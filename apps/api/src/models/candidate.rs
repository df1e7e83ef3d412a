use chrono::{DateTime, Utc};
use serde::{Deserialize, Serialize};
use uuid::Uuid;

use crate::models::job::JobDescriptor;

/// Lifecycle of one analysis attempt: `Pending -> Processing -> {Completed, Failed}`.
/// Terminal states only move back to `Pending` through an explicit reprocess.
#[derive(Debug, Clone, Copy, PartialEq, Eq, Serialize, Deserialize)]
#[serde(rename_all = "lowercase")]
pub enum AnalysisStatus {
    Pending,
    Processing,
    Completed,
    Failed,
}

impl AnalysisStatus {
    pub fn as_str(&self) -> &'static str {
        match self {
            AnalysisStatus::Pending => "pending",
            AnalysisStatus::Processing => "processing",
            AnalysisStatus::Completed => "completed",
            AnalysisStatus::Failed => "failed",
        }
    }

    /// Unknown strings decode as `Pending` rather than erroring: a row with a
    /// mangled status should be re-analyzable, not poisonous.
    pub fn parse(s: &str) -> Self {
        match s {
            "processing" => AnalysisStatus::Processing,
            "completed" => AnalysisStatus::Completed,
            "failed" => AnalysisStatus::Failed,
            _ => AnalysisStatus::Pending,
        }
    }

    pub fn is_terminal(&self) -> bool {
        matches!(self, AnalysisStatus::Completed | AnalysisStatus::Failed)
    }
}

/// Where the uploaded resume lives on disk and how to decode it.
/// `file_type` is the tag recorded at upload time (`pdf` | `docx` | `txt`).
#[derive(Debug, Clone, Serialize, Deserialize)]
pub struct ResumeLocator {
    pub file_path: String,
    pub file_type: String,
}

/// The slice of a candidate row this service reads and writes.
#[derive(Debug, Clone)]
pub struct CandidateRecord {
    pub id: Uuid,
    pub job_id: Uuid,
    pub resume: ResumeLocator,
    pub analysis_status: AnalysisStatus,
    pub score: Option<f64>,
    pub summary: Option<String>,
    pub detailed_analysis: Option<String>,
    pub skills: Vec<String>,
    pub processing_started_at: Option<DateTime<Utc>>,
    pub analyzed_at: Option<DateTime<Utc>>,
    pub job: JobDescriptor,
}

/// Payload produced by a successful analysis; also the cache value.
#[derive(Debug, Clone, PartialEq, Serialize, Deserialize)]
pub struct AnalysisResult {
    pub score: f64,
    pub summary: String,
    pub analysis: String,
    pub skills: Vec<String>,
}

/// Per-status counts over a set of candidate ids, always derived from
/// durable-store reads so the numbers survive a process restart.
#[derive(Debug, Clone, Copy, Default, PartialEq, Eq, Serialize, Deserialize)]
pub struct StatusCounts {
    pub pending: u64,
    pub processing: u64,
    pub completed: u64,
    pub failed: u64,
}

impl StatusCounts {
    pub fn bump(&mut self, status: AnalysisStatus) {
        match status {
            AnalysisStatus::Pending => self.pending += 1,
            AnalysisStatus::Processing => self.processing += 1,
            AnalysisStatus::Completed => self.completed += 1,
            AnalysisStatus::Failed => self.failed += 1,
        }
    }
}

+---+

| Brief |
The full listing has to be duplicated exactly.

| Completed task |
filename apps/api/src/models/candidate.rs
repository df1e7e83ef3d412a
use chrono::{DateTime, Utc};
use serde::{Deserialize, Serialize};
use uuid::Uuid;

use crate::models::job::JobDescriptor;

/// Lifecycle of one analysis attempt: `Pending -> Processing -> {Completed, Failed}`.
/// Terminal states only move back to `Pending` through an explicit reprocess.
#[derive(Debug, Clone, Copy, PartialEq, Eq, Serialize, Deserialize)]
#[serde(rename_all = "lowercase")]
pub enum AnalysisStatus {
    Pending,
    Processing,
    Completed,
    Failed,
}

impl AnalysisStatus {
    pub fn as_str(&self) -> &'static str {
        match self {
            AnalysisStatus::Pending => "pending",
            AnalysisStatus::Processing => "processing",
            AnalysisStatus::Completed => "completed",
            AnalysisStatus::Failed => "failed",
        }
    }

    /// Unknown strings decode as `Pending` rather than erroring: a row with a
    /// mangled status should be re-analyzable, not poisonous.
    pub fn parse(s: &str) -> Self {
        match s {
            "processing" => AnalysisStatus::Processing,
            "completed" => AnalysisStatus::Completed,
            "failed" => AnalysisStatus::Failed,
            _ => AnalysisStatus::Pending,
        }
    }

    pub fn is_terminal(&self) -> bool {
        matches!(self, AnalysisStatus::Completed | AnalysisStatus::Failed)
    }
}

/// Where the uploaded resume lives on disk and how to decode it.
/// `file_type` is the tag recorded at upload time (`pdf` | `docx` | `txt`).
#[derive(Debug, Clone, Serialize, Deserialize)]
pub struct ResumeLocator {
    pub file_path: String,
    pub file_type: String,
}

/// The slice of a candidate row this service reads and writes.
#[derive(Debug, Clone)]
pub struct CandidateRecord {
    pub id: Uuid,
    pub job_id: Uuid,
    pub resume: ResumeLocator,
    pub analysis_status: AnalysisStatus,
    pub score: Option<f64>,
    pub summary: Option<String>,
    pub detailed_analysis: Option<String>,
    pub skills: Vec<String>,
    pub processing_started_at: Option<DateTime<Utc>>,
    pub analyzed_at: Option<DateTime<Utc>>,
    pub job: JobDescriptor,
}

/// Payload produced by a successful analysis; also the cache value.
#[derive(Debug, Clone, PartialEq, Serialize, Deserialize)]
pub struct AnalysisResult {
    pub score: f64,
    pub summary: String,
    pub analysis: String,
    pub skills: Vec<String>,
}

/// Per-status counts over a set of candidate ids, always derived from
/// durable-store reads so the numbers survive a process restart.
#[derive(Debug, Clone, Copy, Default, PartialEq, Eq, Serialize, Deserialize)]
pub struct StatusCounts {
    pub pending: u64,
    pub processing: u64,
    pub completed: u64,
    pub failed: u64,
}

impl StatusCounts {
    pub fn bump(&mut self, status: AnalysisStatus) {
        match status {
            AnalysisStatus::Pending => self.pending += 1,
            AnalysisStatus::Processing => self.processing += 1,
            AnalysisStatus::Completed => self.completed += 1,
            AnalysisStatus::Failed => self.failed += 1,
        }
    }
}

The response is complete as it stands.